There is no /usr/share/X11/locale/en_US/ directory, so beware. en_US.UTF-8 might be wrong. There is "/usr/lib/locale/en_US.utf8", lowercase. They exist en_US, en_US.iso885915, and en_US.utf8, and all three are different actual directories, not links: en_US: -rw-r--r-- 73 root root 237196 Dec 5 12:14 LC_CTYPE en_US.utf8 -rw-r--r-- 199 root root 278308 Dec 5 12:14 LC_CTYPE en_US.iso885915 -rw-r--r-- 26 root root 237448 Dec 5 12:14 LC_CTYPE
Box drawing characters have been available on PCs for more than three decades.

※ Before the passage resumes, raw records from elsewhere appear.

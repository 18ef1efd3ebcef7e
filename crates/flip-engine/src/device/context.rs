use std::sync::Arc;

use anyhow::{Context, Result};
use wgpu::SurfaceError;
use winit::dpi::PhysicalSize;
use winit::window::Window;

use super::surface;
use super::{GpuFrame, GpuInit, SurfaceErrorAction, ValidationErrors};

/// Owns wgpu core objects, the surface configuration and the depth target.
///
/// The surface is created from a shared window handle, so the context carries
/// no borrow and can be moved into the backend that records draws.
pub struct Gpu {
    /// Kept alive for the lifetime of the surface.
    _instance: wgpu::Instance,

    surface: wgpu::Surface<'static>,

    /// Selected adapter.
    adapter: wgpu::Adapter,

    device: wgpu::Device,
    queue: wgpu::Queue,

    /// Active surface configuration.
    config: wgpu::SurfaceConfiguration,

    /// Current drawable size in physical pixels.
    size: PhysicalSize<u32>,

    depth_format: wgpu::TextureFormat,
    depth_view: wgpu::TextureView,

    validation_errors: ValidationErrors,
}

impl Gpu {
    /// Creates a GPU context bound to a window.
    ///
    /// Adapter/device acquisition is asynchronous under wgpu.
    pub async fn new(window: Arc<Window>, init: GpuInit) -> Result<Self> {
        // A window that starts minimized reports zero; frames are skipped until
        // the first resize, but the surface still needs a valid extent.
        let size = window.inner_size();

        let GpuInit {
            prefer_srgb,
            present_mode,
            alpha_mode,
            required_features,
            required_limits,
            desired_maximum_frame_latency,
            depth_format,
        } = init;

        let instance = wgpu::Instance::new(&wgpu::InstanceDescriptor {
            backends: wgpu::Backends::all(),
            ..Default::default()
        });

        let surface = instance
            .create_surface(window)
            .context("failed to create wgpu surface")?;

        let adapter = instance
            .request_adapter(&wgpu::RequestAdapterOptions {
                power_preference: wgpu::PowerPreference::HighPerformance,
                compatible_surface: Some(&surface),
                force_fallback_adapter: false,
            })
            .await
            .context("failed to find a suitable GPU adapter")?;

        let (device, queue) = adapter
            .request_device(&wgpu::DeviceDescriptor {
                label: Some("flip device"),
                required_features,
                required_limits,
                experimental_features: wgpu::ExperimentalFeatures::disabled(),
                memory_hints: wgpu::MemoryHints::Performance,
                trace: wgpu::Trace::Off,
            })
            .await
            .context("failed to create wgpu device/queue")?;

        // The default handler panics; creation failures surface as invalid ids instead.
        let validation_errors = ValidationErrors::default();
        let handler = validation_errors.clone();
        device.on_uncaptured_error(Arc::new(move |e| handler.record(&e)));

        let surface_caps = surface.get_capabilities(&adapter);
        let format = surface::choose_surface_format(&surface_caps, prefer_srgb)
            .context("no supported surface formats")?;
        let alpha_mode = surface::choose_alpha_mode(&surface_caps, alpha_mode);

        let extent = surface::surface_extent(size);
        let config = wgpu::SurfaceConfiguration {
            usage: wgpu::TextureUsages::RENDER_ATTACHMENT,
            format,
            width: extent.width,
            height: extent.height,
            present_mode,
            alpha_mode,
            view_formats: vec![],
            desired_maximum_frame_latency,
        };
        surface.configure(&device, &config);

        let depth_view = surface::create_depth_view(&device, depth_format, size);

        log::info!(
            "gpu ready: {} ({:?}), surface {:?} {}x{}",
            adapter.get_info().name,
            adapter.get_info().backend,
            format,
            size.width,
            size.height
        );

        Ok(Self {
            _instance: instance,
            surface,
            adapter,
            device,
            queue,
            config,
            size,
            depth_format,
            depth_view,
            validation_errors,
        })
    }

    pub fn surface_format(&self) -> wgpu::TextureFormat {
        self.config.format
    }

    pub fn depth_format(&self) -> wgpu::TextureFormat {
        self.depth_format
    }

    pub fn depth_view(&self) -> &wgpu::TextureView {
        &self.depth_view
    }

    /// Returns the current drawable size (physical pixels).
    pub fn size(&self) -> PhysicalSize<u32> {
        self.size
    }

    pub fn adapter_info(&self) -> wgpu::AdapterInfo {
        self.adapter.get_info()
    }

    pub fn device(&self) -> &wgpu::Device {
        &self.device
    }

    pub fn queue(&self) -> &wgpu::Queue {
        &self.queue
    }

    /// Errors reported by the device outside of an error scope.
    pub fn validation_errors(&self) -> &ValidationErrors {
        &self.validation_errors
    }

    /// Reconfigures the surface and depth target after a resize.
    pub fn resize(&mut self, new_size: PhysicalSize<u32>) {
        let configured = surface::apply_resize(
            &self.surface,
            &self.device,
            &mut self.config,
            &mut self.size,
            new_size,
        );
        if configured {
            self.depth_view = surface::create_depth_view(&self.device, self.depth_format, new_size);
        }
    }

    /// Acquires the next surface texture and creates an encoder.
    pub fn begin_frame(&self) -> std::result::Result<GpuFrame, SurfaceError> {
        let surface_texture = self.surface.get_current_texture()?;
        let view = surface_texture
            .texture
            .create_view(&wgpu::TextureViewDescriptor::default());

        let encoder = self
            .device
            .create_command_encoder(&wgpu::CommandEncoderDescriptor {
                label: Some("flip frame encoder"),
            });

        Ok(GpuFrame {
            surface_texture,
            view,
            encoder,
        })
    }

    /// Submits the recorded commands and presents the frame.
    pub fn submit(&self, frame: GpuFrame) {
        let GpuFrame { surface_texture, view, encoder } = frame;
        self.queue.submit(std::iter::once(encoder.finish()));
        drop(view);
        surface_texture.present();
    }

    /// Converts a `SurfaceError` into a higher-level action.
    pub fn handle_surface_error(&mut self, err: SurfaceError) -> SurfaceErrorAction {
        surface::map_surface_error(&self.surface, &self.device, &self.config, self.size, err)
    }
}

In which charset? Because 8 bit charset have different interpretations of what goes above code 127. You can not use that today - except that some people do. TomTom, for instance :-/ Yes, the IBM-PC had them, but this is Linux, inheriting from Unix, so not IBM-PC charset here. Then there are many variants: Spain has one, France has another... -- Cheers / Saludos, Carlos E. R. (from 42.3 x86_64 "Malachite" at Telcontar)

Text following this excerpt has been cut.